[Dataset entries]

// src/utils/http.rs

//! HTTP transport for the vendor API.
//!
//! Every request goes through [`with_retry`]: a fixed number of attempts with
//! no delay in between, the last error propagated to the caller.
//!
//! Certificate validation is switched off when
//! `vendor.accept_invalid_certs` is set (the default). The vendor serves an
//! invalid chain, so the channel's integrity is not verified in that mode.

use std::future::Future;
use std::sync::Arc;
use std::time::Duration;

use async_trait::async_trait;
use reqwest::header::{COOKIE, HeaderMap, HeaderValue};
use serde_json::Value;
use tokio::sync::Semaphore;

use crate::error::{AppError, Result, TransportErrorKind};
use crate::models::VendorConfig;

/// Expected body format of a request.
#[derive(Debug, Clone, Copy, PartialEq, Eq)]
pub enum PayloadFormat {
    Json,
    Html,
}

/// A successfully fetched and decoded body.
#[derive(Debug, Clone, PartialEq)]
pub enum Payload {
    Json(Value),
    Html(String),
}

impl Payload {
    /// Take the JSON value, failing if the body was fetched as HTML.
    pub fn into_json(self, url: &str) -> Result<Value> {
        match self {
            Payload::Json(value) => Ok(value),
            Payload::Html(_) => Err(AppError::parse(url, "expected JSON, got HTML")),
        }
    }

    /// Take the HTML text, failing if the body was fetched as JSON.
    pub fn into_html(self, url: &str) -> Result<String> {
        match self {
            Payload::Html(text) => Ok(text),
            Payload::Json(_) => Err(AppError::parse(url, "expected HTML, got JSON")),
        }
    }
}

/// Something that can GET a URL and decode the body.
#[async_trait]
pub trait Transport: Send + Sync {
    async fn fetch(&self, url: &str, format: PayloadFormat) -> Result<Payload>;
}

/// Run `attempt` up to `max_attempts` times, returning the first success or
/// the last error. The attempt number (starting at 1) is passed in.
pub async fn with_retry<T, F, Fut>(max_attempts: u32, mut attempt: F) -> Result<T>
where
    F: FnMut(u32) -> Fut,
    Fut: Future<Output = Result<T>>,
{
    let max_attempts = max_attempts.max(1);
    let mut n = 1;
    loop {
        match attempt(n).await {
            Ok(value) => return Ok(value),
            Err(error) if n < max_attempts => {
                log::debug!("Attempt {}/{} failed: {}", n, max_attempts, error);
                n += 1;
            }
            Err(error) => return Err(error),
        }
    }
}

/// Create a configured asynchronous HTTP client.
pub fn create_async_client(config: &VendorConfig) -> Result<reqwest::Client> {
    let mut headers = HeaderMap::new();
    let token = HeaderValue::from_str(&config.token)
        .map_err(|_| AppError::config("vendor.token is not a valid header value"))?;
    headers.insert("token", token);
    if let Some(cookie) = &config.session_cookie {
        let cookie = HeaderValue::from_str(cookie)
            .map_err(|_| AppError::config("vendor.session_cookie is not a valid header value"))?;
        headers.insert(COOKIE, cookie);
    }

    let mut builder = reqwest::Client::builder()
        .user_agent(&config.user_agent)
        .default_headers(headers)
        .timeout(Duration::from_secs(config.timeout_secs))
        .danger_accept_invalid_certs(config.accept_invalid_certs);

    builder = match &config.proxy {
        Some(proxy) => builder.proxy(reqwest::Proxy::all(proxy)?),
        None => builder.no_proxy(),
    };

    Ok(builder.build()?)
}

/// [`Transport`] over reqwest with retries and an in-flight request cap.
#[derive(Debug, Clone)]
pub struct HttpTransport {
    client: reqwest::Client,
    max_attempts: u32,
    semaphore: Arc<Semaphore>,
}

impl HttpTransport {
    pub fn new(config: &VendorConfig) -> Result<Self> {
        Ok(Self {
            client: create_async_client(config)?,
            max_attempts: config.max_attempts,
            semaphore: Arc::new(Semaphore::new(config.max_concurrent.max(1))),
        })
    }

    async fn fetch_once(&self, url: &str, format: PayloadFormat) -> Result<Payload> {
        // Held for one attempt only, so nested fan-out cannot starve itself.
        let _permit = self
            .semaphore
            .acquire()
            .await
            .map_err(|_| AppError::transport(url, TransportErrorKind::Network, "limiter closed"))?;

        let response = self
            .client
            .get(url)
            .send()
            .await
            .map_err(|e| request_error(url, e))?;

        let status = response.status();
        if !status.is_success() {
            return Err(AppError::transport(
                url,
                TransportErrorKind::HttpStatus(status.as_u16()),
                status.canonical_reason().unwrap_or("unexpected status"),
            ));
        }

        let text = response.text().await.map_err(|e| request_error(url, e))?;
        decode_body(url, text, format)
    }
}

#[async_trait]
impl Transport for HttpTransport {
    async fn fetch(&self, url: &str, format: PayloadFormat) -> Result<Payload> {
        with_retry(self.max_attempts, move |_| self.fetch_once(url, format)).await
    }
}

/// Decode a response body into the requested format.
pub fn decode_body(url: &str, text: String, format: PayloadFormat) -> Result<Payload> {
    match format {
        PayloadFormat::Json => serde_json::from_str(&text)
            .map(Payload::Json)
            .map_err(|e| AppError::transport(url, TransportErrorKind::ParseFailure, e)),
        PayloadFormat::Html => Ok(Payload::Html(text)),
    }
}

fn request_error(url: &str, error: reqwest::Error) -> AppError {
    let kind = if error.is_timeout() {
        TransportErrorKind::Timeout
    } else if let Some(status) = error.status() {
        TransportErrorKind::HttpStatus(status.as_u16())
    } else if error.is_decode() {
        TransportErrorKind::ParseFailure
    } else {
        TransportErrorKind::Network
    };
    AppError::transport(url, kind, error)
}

---

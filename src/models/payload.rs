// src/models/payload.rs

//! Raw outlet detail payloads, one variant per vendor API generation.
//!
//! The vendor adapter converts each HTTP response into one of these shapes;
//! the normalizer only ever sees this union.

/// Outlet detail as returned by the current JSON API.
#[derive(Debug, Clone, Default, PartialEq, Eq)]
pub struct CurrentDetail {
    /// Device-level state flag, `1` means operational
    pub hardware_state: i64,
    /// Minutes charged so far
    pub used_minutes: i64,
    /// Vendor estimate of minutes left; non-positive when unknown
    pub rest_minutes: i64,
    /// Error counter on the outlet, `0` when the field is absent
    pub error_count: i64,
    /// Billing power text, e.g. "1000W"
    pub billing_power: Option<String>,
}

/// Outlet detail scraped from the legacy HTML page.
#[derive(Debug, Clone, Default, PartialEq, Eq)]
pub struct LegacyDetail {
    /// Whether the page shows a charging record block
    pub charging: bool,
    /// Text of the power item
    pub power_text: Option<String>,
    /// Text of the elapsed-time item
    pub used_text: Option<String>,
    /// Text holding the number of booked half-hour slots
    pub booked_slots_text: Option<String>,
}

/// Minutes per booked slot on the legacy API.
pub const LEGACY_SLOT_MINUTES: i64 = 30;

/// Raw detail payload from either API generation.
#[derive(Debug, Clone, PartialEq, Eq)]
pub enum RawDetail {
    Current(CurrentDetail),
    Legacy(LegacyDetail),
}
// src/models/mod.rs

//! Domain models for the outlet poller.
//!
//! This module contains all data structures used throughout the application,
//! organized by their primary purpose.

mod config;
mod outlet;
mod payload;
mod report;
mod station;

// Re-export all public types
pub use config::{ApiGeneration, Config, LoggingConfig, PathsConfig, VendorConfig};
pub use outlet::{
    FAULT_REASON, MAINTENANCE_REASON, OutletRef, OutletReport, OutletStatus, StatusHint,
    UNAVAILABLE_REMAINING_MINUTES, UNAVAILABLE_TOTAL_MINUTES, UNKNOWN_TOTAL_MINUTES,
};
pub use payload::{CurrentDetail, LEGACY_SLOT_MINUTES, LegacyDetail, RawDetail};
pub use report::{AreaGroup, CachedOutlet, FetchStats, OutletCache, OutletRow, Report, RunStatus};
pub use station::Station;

- REQUIREMENT:
Copy every line in the entries above that has the string "derive" in it.

- SOLUTION FOR THIS PROBLEM:
#[derive(Debug, Clone, Copy, PartialEq, Eq)]
#[derive(Debug, Clone, PartialEq)]
#[derive(Debug, Clone)]
#[derive(Debug, Clone, Default, PartialEq, Eq)]
#[derive(Debug, Clone, Default, PartialEq, Eq)]
#[derive(Debug, Clone, PartialEq, Eq)]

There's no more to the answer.